The Atlantic puffin is among a number of European seabirds whose breeding grounds are at risk from a reduction in accessible food and prolonged periods of stormy weather, the scientists warn.
Some 68% of puffins’ Western European nesting sites could be lost by the end of the century, while razorbills could lose as much as 80% of their breeding grounds, and Arctic terns could lose 87% without urgent action.
Researchers from ZSL and the University of Cambridge have published a conservation guide to protecting the 47 species that breed along the Atlantic coastline, including the UK’s coasts, assessing their specific needs and laying out actions to help each one.
These include evidence that puffins can successfully be encouraged to inhabit new suitable breeding sites by placing model birds in the area, while creating artificial nest sites has helped kittiwakes.
The ZSL Institute of Zoology’s Henry Häkkinen, who led the production of the guidelines, said: “It’s unthinkable that the Atlantic puffin, one of Europe’s most treasured seabirds, could disappear from our shores by the end of the century – alongside other important marine bird species.

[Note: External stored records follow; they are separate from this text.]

#[cfg(test)]
mod tests {
    use super::*;

    const TEST_CONFIG: &str = r#"
; sample client config
namenode host = nn0

[global]
namenode host = nn1
namenode port = 8020

[client]
user = alice
buffer size = 64K
replication = 3
autoconnect = no

[hadoop]
dfs.client.read.shortcircuit = true
dfs.domain.socket.path = /var/lib/hadoop-hdfs/dn_socket
"#;

    #[test]
    fn test_parse_config() {
        let config = HdfsConfig::parse(TEST_CONFIG).unwrap();

        assert_eq!(config.get("global", "namenode host"), Some("nn1"));
        assert_eq!(config.get("client", "user"), Some("alice"));
        assert_eq!(
            config.get("hadoop", "dfs.client.read.shortcircuit"),
            Some("true")
        );
        assert_eq!(config.get("client", "missing"), None);
    }

    #[test]
    fn test_later_value_overrides_earlier_in_same_section() {
        // Keys before the first header land in [global] and are overridden
        let config = HdfsConfig::parse(TEST_CONFIG).unwrap();
        assert_eq!(config.namenode_host().unwrap(), "nn1");
    }

    #[test]
    fn test_namenode_port() {
        let config = HdfsConfig::parse(TEST_CONFIG).unwrap();
        assert_eq!(config.namenode_port().unwrap(), 8020);

        let config = HdfsConfig::parse("namenode host = nn1").unwrap();
        assert_eq!(config.namenode_port().unwrap(), DEFAULT_NAMENODE_PORT);

        let config = HdfsConfig::parse("namenode port = 70000").unwrap();
        assert!(matches!(
            config.namenode_port(),
            Err(ConfigError::InvalidValue { .. })
        ));
    }

    #[test]
    fn test_missing_namenode_host() {
        let config = HdfsConfig::parse("[client]\nuser = bob\n").unwrap();
        assert!(matches!(
            config.namenode_host(),
            Err(ConfigError::MissingOption(_))
        ));
    }

    #[test]
    fn test_lookup_order() {
        let config = HdfsConfig::parse(
            "[global]\nuser = root\nport = 1\n[client]\nuser = alice\n",
        )
        .unwrap();
        let order = [CLIENT_SECTION, GLOBAL_SECTION];

        assert_eq!(config.get_with_fallback(&order, "user"), Some("alice"));
        assert_eq!(config.get_with_fallback(&order, "port"), Some("1"));
        assert_eq!(config.get_with_fallback(&order, "group"), None);
        assert_eq!(config.get_with_fallback(&[GLOBAL_SECTION], "user"), Some("root"));
    }

    #[test]
    fn test_hadoop_params() {
        let config = HdfsConfig::parse(TEST_CONFIG).unwrap();
        let params = config.hadoop_params();

        assert_eq!(params.len(), 2);
        assert_eq!(
            params.get("dfs.domain.socket.path").map(String::as_str),
            Some("/var/lib/hadoop-hdfs/dn_socket")
        );
    }

    #[test]
    fn test_check_known() {
        let config = HdfsConfig::parse(TEST_CONFIG).unwrap();

        config
            .check_known(
                &["client"],
                &["user", "buffer size", "replication", "autoconnect"],
            )
            .unwrap();

        let err = config
            .check_known(&["client"], &["user", "buffer size"])
            .unwrap_err();
        match err {
            ConfigError::UnknownOption { section, key } => {
                assert_eq!(section, "client");
                assert_eq!(key, "autoconnect");
            }
            other => panic!("unexpected error: {other}"),
        }

        // Absent sections are fine
        config.check_known(&["datanode"], &[]).unwrap();
    }

    #[test]
    fn test_malformed_lines() {
        assert!(matches!(
            HdfsConfig::parse("[client\nuser = a\n"),
            Err(ConfigError::ParseError(_))
        ));
        assert!(matches!(
            HdfsConfig::parse("[client]\njust a line\n"),
            Err(ConfigError::ParseError(_))
        ));
        assert!(matches!(
            HdfsConfig::parse("[client]\n = value\n"),
            Err(ConfigError::ParseError(_))
        ));
    }

    #[test]
    fn test_section_names() {
        let config = HdfsConfig::parse(TEST_CONFIG).unwrap();
        let mut names = config.sections();
        names.sort_unstable();
        assert_eq!(names, vec!["client", "global", "hadoop"]);
        assert_eq!(config.keys("hadoop").len(), 2);
        assert!(config.keys("datanode").is_empty());
    }

    #[test]
    fn test_size_units() {
        const MIB: u64 = 1 << 20;
        let cases = [
            ("4096", 4096),
            ("512B", 512),
            ("64k", 64 << 10),
            ("64KB", 64 << 10),
            ("128M", 128 * MIB),
            ("128_MB", 128 * MIB),
            ("2G", 2 << 30),
            ("1T", 1 << 40),
            ("0.5M", MIB / 2),
        ];
        for (raw, expected) in cases {
            assert_eq!(parse_size(raw), Some(expected), "{}", raw);
        }
        assert_eq!(parse_size("12Q"), None);
        assert_eq!(parse_size("MB"), None);
        assert_eq!(parse_size("99999999999T"), None);
    }

    #[test]
    fn test_scalar_values() {
        assert_eq!(Count::from_config_str(" 42 "), Some(Count(42)));
        assert_eq!(Count::from_config_str("-1"), None);
        assert_eq!(bool::from_config_str("YES"), Some(true));
        assert_eq!(bool::from_config_str("off"), Some(false));
        assert_eq!(bool::from_config_str("maybe"), None);
        assert_eq!(String::from_config_str("x y"), Some("x y".to_string()));
    }

    #[test]
    fn test_config_option_get() {
        let config = HdfsConfig::parse(TEST_CONFIG).unwrap();
        let sections = &[CLIENT_SECTION, GLOBAL_SECTION];

        assert_eq!(
            ConfigOption::new("buffer size", Size(0)).get(&config, sections).unwrap(),
            Size(64 << 10)
        );
        assert_eq!(
            ConfigOption::new("replication", Count(1)).get(&config, sections).unwrap(),
            Count(3)
        );
        assert!(!ConfigOption::new("autoconnect", true).get(&config, sections).unwrap());

        let block_size = ConfigOption::new("block size", Size(128 << 20));
        assert_eq!(block_size.get(&config, sections).unwrap(), Size(128 << 20));
        assert_eq!(block_size.get_opt(&config, sections).unwrap(), None);
        assert_eq!(block_size.name(), "block size");
        assert_eq!(*block_size.default_value(), Size(128 << 20));
    }

    #[test]
    fn test_config_option_invalid_value() {
        let config = HdfsConfig::parse("[client]\nreplication = three\n").unwrap();
        let opt = ConfigOption::new("replication", Count(1));

        match opt.get(&config, &["client"]) {
            Err(ConfigError::InvalidValue {
                key,
                expected,
                value,
            }) => {
                assert_eq!(key, "replication");
                assert_eq!(expected, "count");
                assert_eq!(value, "three");
            }
            other => panic!("unexpected result: {other:?}"),
        }
    }
}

“Seabirds are one of the most threatened groups of birds in the world, with many already seeing rapid global declines due to the impacts of human activity and climate change, including changes to food availability, extreme weather conditions and the loss of breeding grounds.
“These birds face double the challenges as they breed on land but rely on the sea for survival; by living across these two worlds, they are essential to both ecosystems and give us a glimpse into the health of wildlife in otherwise hard-to-monitor areas of the ocean – meaning their loss would impact countless other species and their conservation.”
The guidelines have been created through a two-year project gathering evidence from more than 80 conservationists and policy makers across 15 European countries, along with scientific papers – and the team hope to scale up the project to map risks to seabirds on a global scale.
Project lead, ZSL senior research fellow Dr Nathalie Pettorelli said: These seabird conservation guidelines – and the process behind them – provide a vital and transferable framework that can help align efforts to prioritise and implement evidence-based climate change adaptation practices to safeguard a future for the species most at risk.
“The time to act is now if we are to buffer species from the impacts of climate change,” she said.